This week the Chinese Communist Party (CCP) hosts the gala of the 19th Party Congress, a once-in-five-years show of “democratic centralism” that, in theory at least, should see the “election” of the Party’s Central Committee, its Politburo, and, the holy of holies, the Politburo Standing Committee. Everyone knows, of course, that the results are preordained: the Congress will merely rubberstamp the arrangements worked out by the CCP leadership, reflecting the current state of clandestine dog-eat-doggery at the top of the Chinese political Olympus. In this sense, the Congress is well within the historical tradition.
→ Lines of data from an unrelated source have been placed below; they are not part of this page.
//! # Cover Store
//!
//! An authenticated HTTP service that stores uploaded cover images on local
//! disk together with two downscaled variants.
//!
//! ## Features
//!
//! - **Three storage tiers**: `original/` keeps the uploaded bytes, `mid/` and
//!   `low/` hold copies bounded to 768×768 and 384×384
//! - **Streaming size cap**: uploads are rejected as soon as they cross the
//!   limit, before anything is written
//! - **Shared-secret gate**: every cover request must carry `x-upload-token`
//! - **Best-effort delete**: removes a cover from whichever tiers hold it
//!
//! ## Architecture
//!
//! - [`storage`] - Tier layout and the filesystem store
//! - [`resize`] - Decoding and bounding-box resizing
//! - [`server`] - Axum handlers, token middleware and router
//! - [`config`] - CLI and environment configuration
//!
//! ## Example
//!
//! ```rust,no_run
//! use cover_store::{create_router, FsTierStore, RouterConfig};
//!
//! #[tokio::main]
//! async fn main() -> std::io::Result<()> {
//!     let store = FsTierStore::new("/var/lib/covers");
//!     store.ensure_dirs().await?;
//!
//!     let router = create_router(store, RouterConfig::new("my-secret"));
//!
//!     let listener = tokio::net::TcpListener::bind("0.0.0.0:8081").await?;
//!     axum::serve(listener, router).await
//! }
//! ```

pub mod config;
pub mod error;
pub mod resize;
pub mod server;
pub mod storage;

// Re-export commonly used types
pub use config::Config;
pub use error::{CoverError, ResizeError, StoreError};
pub use resize::{fit_within, Resizer, Variant};
pub use server::{
    create_router, delete_handler, health_handler, token_middleware, upload_handler, AppState,
    AuthError, BoundedBuffer, DeleteResponse, ErrorResponse, HealthResponse, LimitExceeded,
    RouterConfig, TokenAuth, UploadResponse, ACCEPTED_CONTENT_TYPES, DEFAULT_MAX_FILE_SIZE,
    UPLOAD_TOKEN_HEADER,
};
pub use storage::{validate_filename, FsTierStore, Removal, Tier, TierStore};
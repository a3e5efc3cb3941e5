use std::{
    fmt::{self, Display},
    iter::{once, repeat_n},
};

/// a bracketed progress bar.
#[derive(Clone, Copy, Debug, PartialEq)]
pub struct Meter {
    pub percent: f64,
    pub width: usize,
}

// === impl Meter ===

impl Meter {
    const ACTIVE: char = '|';
    const IDLE: char = '.';
    const BORDER_L: char = '[';
    const BORDER_R: char = ']';

    pub fn new(percent: f64, width: usize) -> Self {
        Self { percent, width }
    }

    /// returns a bar width suited to a terminal `cols` columns wide: a third of it, but at
    /// least `min`.
    pub fn width_for(cols: u16, min: usize) -> usize {
        (cols as usize / 3).max(min)
    }

    /// the number of filled positions.
    pub fn filled(&self) -> usize {
        let Self { percent, width } = *self;
        let filled = (percent / 100.0 * width as f64).floor();
        // NaN and negative percentages fill nothing.
        if filled.is_nan() || filled < 0.0 {
            return 0;
        }

        (filled as usize).min(width)
    }
}

impl Display for Meter {
    fn fmt(&self, f: &mut fmt::Formatter<'_>) -> fmt::Result {
        let Self { width, .. } = *self;
        let filled = self.filled();

        let meter = {
            let active = repeat_n(Self::ACTIVE, filled);
            let idle = repeat_n(Self::IDLE, width - filled);
            active.chain(idle)
        };
        once(Self::BORDER_L)
            .chain(meter)
            .chain(once(Self::BORDER_R))
            .try_for_each(|c| f.write_fmt(format_args!("{c}")))
    }
}
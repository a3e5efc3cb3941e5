use {super::*, std::fmt::Write};

/// identifying information about the host.
#[derive(Clone, Debug, Eq, PartialEq)]
pub struct SystemInfo {
    pub os: String,
    pub kernel: String,
    /// uptime, formatted as `Nd Nh Nm`.
    pub uptime: String,
    pub cpu_model: String,
    /// the machine vendor and product. empty if neither is known.
    pub machine_model: String,
}

/// returns identifying information about the host, with placeholders for anything unknown.
pub fn system_info(source: &impl Source) -> SystemInfo {
    let mut info = SystemInfo::default();

    if let Some(os) = read(source, "/etc/os-release").and_then(|r| pretty_name(&r)) {
        info.os = os;
    }

    match source.kernel_release() {
        Ok(kernel) => info.kernel = kernel,
        Err(error) => debug!(%error, "could not query kernel release"),
    }

    if let Some(uptime) = read(source, "/proc/uptime").and_then(|u| uptime(&u)) {
        info.uptime = uptime;
    }

    if let Some(model) = read(source, "/proc/cpuinfo").and_then(|c| cpu_model(&c)) {
        info.cpu_model = model;
    }

    let first_line = |path: &str| {
        read(source, path)
            .and_then(|s| s.lines().next().map(|l| l.trim().to_owned()))
            .unwrap_or_default()
    };
    let vendor = first_line("/sys/class/dmi/id/sys_vendor");
    let product = first_line("/sys/class/dmi/id/product_name");
    info.machine_model = [vendor, product]
        .into_iter()
        .filter(|s| !s.is_empty())
        .collect::<Vec<_>>()
        .join(" ");

    info
}

/// finds `PRETTY_NAME` in `os-release(5)` contents, stripping surrounding quotes.
fn pretty_name(os_release: &str) -> Option<String> {
    let value = os_release
        .lines()
        .find_map(|line| line.strip_prefix("PRETTY_NAME="))?
        .trim();
    let value = value
        .strip_prefix('"')
        .and_then(|v| v.strip_suffix('"'))
        .unwrap_or(value);

    Some(value.to_owned())
}

/// formats the first field of `/proc/uptime` as days, hours, and minutes.
fn uptime(uptime: &str) -> Option<String> {
    let seconds = uptime.split_whitespace().next()?.parse::<f64>().ok()?;
    if !seconds.is_finite() || seconds < 0.0 {
        return None;
    }

    let seconds = seconds as u64;
    let (days, hours, mins) = (seconds / 86400, (seconds % 86400) / 3600, (seconds % 3600) / 60);

    let mut out = String::new();
    write!(out, "{days}d {hours}h {mins}m").ok()?;
    Some(out)
}

/// finds the first `model name` in `/proc/cpuinfo`.
fn cpu_model(cpuinfo: &str) -> Option<String> {
    cpuinfo
        .lines()
        .filter(|line| line.starts_with("model name"))
        .find_map(|line| line.split_once(':'))
        .map(|(_, model)| model.trim().to_owned())
}

// === impl SystemInfo ===

impl SystemInfo {
    /// returns the machine model, or a generic label when it is unknown.
    pub fn machine_label(&self) -> &str {
        match self.machine_model.trim() {
            "" => "Generic System",
            model => model,
        }
    }
}

impl Default for SystemInfo {
    fn default() -> Self {
        Self {
            os: "Unknown OS".to_owned(),
            kernel: "Unknown Kernel".to_owned(),
            uptime: "0m".to_owned(),
            cpu_model: "Unknown CPU".to_owned(),
            machine_model: String::new(),
        }
    }
}

#[cfg(test)]
mod tests {
    use super::*;

    #[test]
    fn pretty_name_strips_quotes() {
        let os_release = "NAME=\"Ubuntu\"\nPRETTY_NAME=\"Ubuntu 24.04.1 LTS\"\nID=ubuntu\n";
        assert_eq!(pretty_name(os_release).as_deref(), Some("Ubuntu 24.04.1 LTS"));
    }

    #[test]
    fn pretty_name_unquoted() {
        assert_eq!(
            pretty_name("PRETTY_NAME=Alpine\n").as_deref(),
            Some("Alpine")
        );
        assert_eq!(pretty_name("NAME=Alpine\n"), None);
    }

    #[test]
    fn uptime_in_days_hours_minutes() {
        // 2 days, 3 hours, 4 minutes, 5 seconds.
        let seconds = 2 * 86400 + 3 * 3600 + 4 * 60 + 5;
        let contents = format!("{seconds}.42 1234.00\n");
        assert_eq!(uptime(&contents).as_deref(), Some("2d 3h 4m"));
        assert_eq!(uptime("garbage"), None);
    }

    #[test]
    fn first_cpu_model_wins() {
        let cpuinfo = "processor\t: 0\nmodel name\t: AMD EPYC 7763\nprocessor\t: 1\nmodel name\t: Other\n";
        assert_eq!(cpu_model(cpuinfo).as_deref(), Some("AMD EPYC 7763"));
    }

    #[test]
    fn machine_label_falls_back() {
        let info = SystemInfo::default();
        assert_eq!(info.machine_label(), "Generic System");
    }
}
Nineteen Party Congresses make for an awfully long timeline. Founded in 1921 (which was also when the first Congress was held), the CCP is now 96 years old, a little older even than the Soviet Communist Party at the time of the Soviet collapse. The Chinese propaganda machine has a special word to describe the party’s history: “glorious.” But “tortuous” would be a more fitting adjective. Each Party Congress is like a milestone on a long, winding road of 10,000 li. Some parts of the road are better than others. As Xi Jinping’s limousine rolls forward through the better-paved section, past congresses are a humbling reminder of the roads taken, the roads not taken, and the tragic toll paid.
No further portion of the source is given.